● About this exercise: Return all lines from the listing below in which "info" appears.

= = = = =

//! sleepd - Command-line interface for the sleep detector
//!
//! Commands:
//! - serve: Run the tick loop and HTTP API until ctrl-c
//! - history: Print recent sleep episodes from the store
//! - doctor: Diagnose configuration and store health
//! - config: Print the effective configuration

use clap::{Args, Parser, Subcommand};
use std::path::PathBuf;
use std::process::ExitCode;
use std::sync::Arc;
use tracing::{info, warn};

use sleep_detector::calibrator::ThresholdCalibrator;
use sleep_detector::http;
use sleep_detector::logging::{init_logging, LogError, LogFormat};
use sleep_detector::notifier::{LogNotifier, Notifier, WebhookNotifier};
use sleep_detector::service::DEFAULT_HISTORY_COUNT;
use sleep_detector::{
    DetectorConfig, DetectorError, MemoryStore, SleepDetector, SleepEpisode, SleepStore,
    SqliteStore, DETECTOR_VERSION, SERVICE_NAME,
};

/// sleepd - Heart-rate based sleep episode detection service
#[derive(Parser)]
#[command(name = "sleepd")]
#[command(version = DETECTOR_VERSION)]
#[command(about = "Detect sleep episodes from wearable heart-rate data", long_about = None)]
struct Cli {
    #[command(flatten)]
    overrides: ConfigOverrides,

    #[command(subcommand)]
    command: Commands,
}

/// Flags taking precedence over the environment
#[derive(Args, Debug, Default)]
struct ConfigOverrides {
    /// SQLite database file
    #[arg(long, global = true)]
    db_path: Option<PathBuf>,

    /// Use an in-process store (nothing is persisted)
    #[arg(long, global = true)]
    memory: bool,

    /// HTTP listen address
    #[arg(long, global = true)]
    bind_addr: Option<String>,

    /// Tick period in seconds
    #[arg(long, global = true)]
    tick_interval: Option<u64>,

    /// Sleep onset webhook URL
    #[arg(long, global = true)]
    webhook_url: Option<String>,

    /// Log level filter
    #[arg(long, global = true)]
    log_level: Option<String>,

    /// Log format (pretty or json)
    #[arg(long, global = true)]
    log_format: Option<LogFormat>,
}

impl ConfigOverrides {
    fn apply(&self, config: &mut DetectorConfig) {
        if let Some(path) = &self.db_path {
            config.db_path = path.clone();
        }
        if let Some(addr) = &self.bind_addr {
            config.bind_addr = addr.clone();
        }
        if let Some(secs) = self.tick_interval {
            config.tick_interval_secs = secs;
        }
        if let Some(url) = &self.webhook_url {
            config.webhook_url = Some(url.clone());
        }
        if let Some(level) = &self.log_level {
            config.log.level = level.clone();
        }
        if let Some(format) = self.log_format {
            config.log.format = format;
        }
    }
}

#[derive(Subcommand)]
enum Commands {
    /// Run the tick loop and HTTP API until ctrl-c
    Serve,

    /// Print recent sleep episodes
    History {
        /// Number of episodes to print
        #[arg(long, default_value_t = DEFAULT_HISTORY_COUNT)]
        count: usize,

        /// Output as JSON
        #[arg(long)]
        json: bool,
    },

    /// Diagnose configuration and store health
    Doctor {
        /// Output as JSON
        #[arg(long)]
        json: bool,
    },

    /// Print the effective configuration as JSON
    Config,
}

#[tokio::main]
async fn main() -> ExitCode {
    let cli = Cli::parse();

    match run(cli).await {
        Ok(()) => ExitCode::SUCCESS,
        Err(e) => {
            eprintln!(
                "{}",
                serde_json::to_string(&CliError::from(e)).unwrap_or_else(|_| "Unknown error".to_string())
            );
            ExitCode::FAILURE
        }
    }
}

async fn run(cli: Cli) -> Result<(), SleepdCliError> {
    match cli.command {
        Commands::Serve => {
            let config = load_config(&cli.overrides)?;
            cmd_serve(config, cli.overrides.memory).await
        }
        Commands::History { count, json } => {
            let config = load_config(&cli.overrides)?;
            cmd_history(&config, cli.overrides.memory, count, json).await
        }
        Commands::Doctor { json } => cmd_doctor(&cli.overrides, json).await,
        Commands::Config => {
            let config = load_config(&cli.overrides)?;
            println!("{}", serde_json::to_string_pretty(&config)?);
            Ok(())
        }
    }
}

fn load_config(overrides: &ConfigOverrides) -> Result<DetectorConfig, DetectorError> {
    let mut config = DetectorConfig::from_env()?;
    overrides.apply(&mut config);
    config.validate()?;
    Ok(config)
}

fn open_store(config: &DetectorConfig, memory: bool) -> Result<Arc<dyn SleepStore>, DetectorError> {
    if memory {
        return Ok(Arc::new(MemoryStore::new()));
    }
    Ok(Arc::new(SqliteStore::open(&config.db_path)?))
}

fn build_notifier(config: &DetectorConfig) -> Result<Arc<dyn Notifier>, DetectorError> {
    match &config.webhook_url {
        Some(url) => {
            let webhook = WebhookNotifier::new(url.clone(), config.webhook_timeout())?;
            info!(url = webhook.url(), "sleep onset webhook configured");
            Ok(Arc::new(webhook))
        }
        None => Ok(Arc::new(LogNotifier)),
    }
}

async fn shutdown_signal() {
    match tokio::signal::ctrl_c().await {
        Ok(()) => info!("shutdown requested"),
        Err(e) => {
            warn!(error = %e, "cannot listen for ctrl-c, running until killed");
            std::future::pending::<()>().await;
        }
    }
}

async fn cmd_serve(config: DetectorConfig, memory: bool) -> Result<(), SleepdCliError> {
    init_logging(&config.log)?;

    let store = open_store(&config, memory)?;
    let notifier = build_notifier(&config)?;
    let bind_addr = config.bind_addr.clone();
    info!(
        version = DETECTOR_VERSION,
        db_path = %config.db_path.display(),
        memory,
        "starting {}",
        SERVICE_NAME
    );

    let detector = Arc::new(SleepDetector::new(config, store, notifier));
    detector.bootstrap().await;
    let handle = detector.start();

    let served = http::serve(&bind_addr, Arc::clone(&detector), shutdown_signal()).await;
    handle.stop();
    served?;
    Ok(())
}

async fn cmd_history(
    config: &DetectorConfig,
    memory: bool,
    count: usize,
    json: bool,
) -> Result<(), SleepdCliError> {
    let store = open_store(config, memory)?;
    store.ensure_schema().await?;
    let episodes = store.recent_episodes(count).await?;

    if json {
        println!("{}", serde_json::to_string_pretty(&episodes)?);
        return Ok(());
    }

    if episodes.is_empty() {
        println!("No sleep episodes recorded");
        return Ok(());
    }
    println!("{:<26} {:<26} {:>8} {:>5}", "START", "END", "DURATION", "HR");
    for episode in &episodes {
        println!(
            "{:<26} {:<26} {:>8} {:>5}",
            episode.start.to_rfc3339(),
            episode.end.to_rfc3339(),
            format_duration(episode),
            episode.representative_heart_rate
        );
    }
    Ok(())
}

fn format_duration(episode: &SleepEpisode) -> String {
    let minutes = episode.duration().num_minutes();
    format!("{}h{:02}m", minutes / 60, minutes % 60)
}

async fn cmd_doctor(overrides: &ConfigOverrides, json: bool) -> Result<(), SleepdCliError> {
    let mut checks: Vec<DoctorCheck> = Vec::new();

    checks.push(DoctorCheck {
        name: "version".to_string(),
        status: CheckStatus::Ok,
        message: format!("sleepd version {}", DETECTOR_VERSION),
    });

    match load_config(overrides) {
        Ok(config) => {
            checks.push(DoctorCheck {
                name: "config".to_string(),
                status: CheckStatus::Ok,
                message: format!(
                    "valid band {}-{} bpm, tick every {}s, minimum episode {} min",
                    config.hr_valid_low,
                    config.hr_valid_high,
                    config.tick_interval_secs,
                    config.minimal_sleep_minutes
                ),
            });
            checks.push(check_store(&config, overrides.memory).await);
            checks.push(check_webhook(&config));
        }
        Err(e) => checks.push(DoctorCheck {
            name: "config".to_string(),
            status: CheckStatus::Error,
            message: e.to_string(),
        }),
    }

    let report = DoctorReport {
        service: SERVICE_NAME.to_string(),
        version: DETECTOR_VERSION.to_string(),
        checks,
    };

    if json {
        println!("{}", serde_json::to_string_pretty(&report)?);
    } else {
        println!("sleepd Doctor Report");
        println!("====================");
        println!("Service: {}", report.service);
        println!("Version: {}", report.version);
        println!("\nChecks:");

        for check in &report.checks {
            let status_icon = match check.status {
                CheckStatus::Ok => "[OK]",
                CheckStatus::Warning => "[WARN]",
                CheckStatus::Error => "[ERR]",
            };
            println!("  {} {}: {}", status_icon, check.name, check.message);
        }
    }

    let has_errors = report.checks.iter().any(|c| matches!(c.status, CheckStatus::Error));
    if has_errors {
        Err(SleepdCliError::DoctorFailed)
    } else {
        Ok(())
    }
}

async fn check_store(config: &DetectorConfig, memory: bool) -> DoctorCheck {
    if memory {
        return DoctorCheck {
            name: "store".to_string(),
            status: CheckStatus::Warning,
            message: "in-memory store, episodes are lost on exit".to_string(),
        };
    }

    let reachability = async {
        let store = open_store(config, false)?;
        store.ensure_schema().await?;
        store.recent_episodes(config.threshold_samples).await
    };
    match tokio::time::timeout(config.store_timeout(), reachability).await {
        Ok(Ok(episodes)) => DoctorCheck {
            name: "store".to_string(),
            status: CheckStatus::Ok,
            message: format!(
                "{} reachable, {} episode(s) in calibration window, threshold {} bpm",
                config.db_path.display(),
                episodes.len(),
                ThresholdCalibrator::threshold_from(&episodes)
            ),
        },
        Ok(Err(e)) => DoctorCheck {
            name: "store".to_string(),
            status: CheckStatus::Error,
            message: format!("{}: {}", config.db_path.display(), e),
        },
        Err(_) => DoctorCheck {
            name: "store".to_string(),
            status: CheckStatus::Error,
            message: format!(
                "{} did not answer within {}s",
                config.db_path.display(),
                config.store_timeout_secs
            ),
        },
    }
}

fn check_webhook(config: &DetectorConfig) -> DoctorCheck {
    match &config.webhook_url {
        Some(url) => match reqwest::Url::parse(url) {
            Ok(_) => DoctorCheck {
                name: "webhook".to_string(),
                status: CheckStatus::Ok,
                message: format!("sleep onset posted to {}", url),
            },
            Err(e) => DoctorCheck {
                name: "webhook".to_string(),
                status: CheckStatus::Error,
                message: format!("invalid WEBHOOK_URL {}: {}", url, e),
            },
        },
        None => DoctorCheck {
            name: "webhook".to_string(),
            status: CheckStatus::Warning,
            message: "WEBHOOK_URL unset, sleep onset is only logged".to_string(),
        },
    }
}

// Error types

#[derive(Debug)]
enum SleepdCliError {
    Detector(DetectorError),
    Logging(LogError),
    Json(serde_json::Error),
    DoctorFailed,
}

impl From<DetectorError> for SleepdCliError {
    fn from(e: DetectorError) -> Self {
        SleepdCliError::Detector(e)
    }
}

impl From<LogError> for SleepdCliError {
    fn from(e: LogError) -> Self {
        SleepdCliError::Logging(e)
    }
}

impl From<serde_json::Error> for SleepdCliError {
    fn from(e: serde_json::Error) -> Self {
        SleepdCliError::Json(e)
    }
}

#[derive(serde::Serialize)]
struct CliError {
    code: String,
    message: String,
    hint: Option<String>,
}

impl From<SleepdCliError> for CliError {
    fn from(e: SleepdCliError) -> Self {
        match e {
            SleepdCliError::Detector(e @ DetectorError::Config { .. }) => CliError {
                code: "CONFIG_ERROR".to_string(),
                message: e.to_string(),
                hint: Some("Check environment variables and command-line flags".to_string()),
            },
            SleepdCliError::Detector(
                e @ (DetectorError::Store(_) | DetectorError::Sqlite(_) | DetectorError::Timeout(_)),
            ) => CliError {
                code: "STORE_ERROR".to_string(),
                message: e.to_string(),
                hint: Some("Check DB_PATH and file permissions, or pass --memory".to_string()),
            },
            SleepdCliError::Detector(e @ DetectorError::Io(_)) => CliError {
                code: "IO_ERROR".to_string(),
                message: e.to_string(),
                hint: Some("Check that BIND_ADDR is free".to_string()),
            },
            SleepdCliError::Detector(e) => CliError {
                code: "RUNTIME_ERROR".to_string(),
                message: e.to_string(),
                hint: None,
            },
            SleepdCliError::Logging(e) => CliError {
                code: "LOGGING_ERROR".to_string(),
                message: e.to_string(),
                hint: Some("Check LOG_LEVEL and RUST_LOG".to_string()),
            },
            SleepdCliError::Json(e) => CliError {
                code: "JSON_ERROR".to_string(),
                message: e.to_string(),
                hint: None,
            },
            SleepdCliError::DoctorFailed => CliError {
                code: "DOCTOR_FAILED".to_string(),
                message: "One or more health checks failed".to_string(),
                hint: Some("Review the doctor report for details".to_string()),
            },
        }
    }
}

// Report types

#[derive(serde::Serialize)]
struct DoctorReport {
    service: String,
    version: String,
    checks: Vec<DoctorCheck>,
}

#[derive(serde::Serialize)]
struct DoctorCheck {
    name: String,
    status: CheckStatus,
    message: String,
}

#[derive(serde::Serialize)]
enum CheckStatus {
    Ok,
    Warning,
    Error,
}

= = = = =

● Worked solution:
use tracing::{info, warn};
            info!(url = webhook.url(), "sleep onset webhook configured");
        Ok(()) => info!("shutdown requested"),
    info!(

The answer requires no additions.